# The Hateful Memes Challenge README
The Hateful Memes Challenge is a dataset and benchmark created by Facebook AI to drive and measure progress on multimodal reasoning and understanding. The task focuses on detecting hate speech in multimodal memes.
Please see the paper for further details:
[The Hateful Memes Challenge: Detecting Hate Speech in Multimodal Memes
D. Kiela, H. Firooz, A. Mohan, V. Goswami, A. Singh, P. Ringshia, D. Testuggine](
https://arxiv.org/abs/2005.04790)
For more details, see also the website:
https://hatefulmemeschallenge.com
# Dataset details
The files for this folder are arranged as follows:
img/ - the PNG images
train.jsonl - the training set
dev_seen.jsonl - the "seen" development set
test_seen.jsonl - the "seen" test set
dev_unseen.jsonl - the "unseen" development set
test_unseen.jsonl - the "unseen" test set
The "seen" dataset was presented in the NeurIPS paper; the “unseen” dev and test set were released as a part of the NeurIPS 2020 competition.
The .jsonl format contains one JSON-encoded example per line, each of which has the following fields:
‘text’ - the text occurring in the meme
‘img’ - the path to the image in the img/ directory
‘label’ - the label for the meme (0=not-hateful, 1=hateful), provided for train and dev
The metric to use is AUROC. You may also report accuracy in addition, since this is arguably more interpretable. To compute these metrics, we recommend the roc_auc_score and accuracy_score methods in sklearn.metrics, with default settings.
# Getting started
To get started working on this dataset, there's an easy-to-use "starter kit" available in MMF: https://github.com/facebookresearch/mmf/tree/master/projects/hateful_memes.
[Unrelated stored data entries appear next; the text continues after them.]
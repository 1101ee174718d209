//! Core types for BookTime.
//!
//! This module provides type-safe wrappers for common domain concepts.

pub mod address;
pub mod country;
pub mod email;
pub mod id;
pub mod price;
pub mod slug;
pub mod status;

pub use address::{AddressError, AddressFields};
pub use country::{CountryCode, CountryCodeError};
pub use email::{Email, EmailError};
pub use id::*;
pub use price::{Price, PriceError};
pub use slug::{Slug, SlugError};
pub use status::*;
# Note on Annotator Accuracy
As is to be expected with a dataset of this size and nature, some of the examples in the training set have been misclassified. We are not claiming that our dataset labels are completely accurate, or even that all annotators would agree on a particular label. Misclassifications, although possible, should be very rare in the dev and seen test set, however, and we will take extra care with the unseen test set.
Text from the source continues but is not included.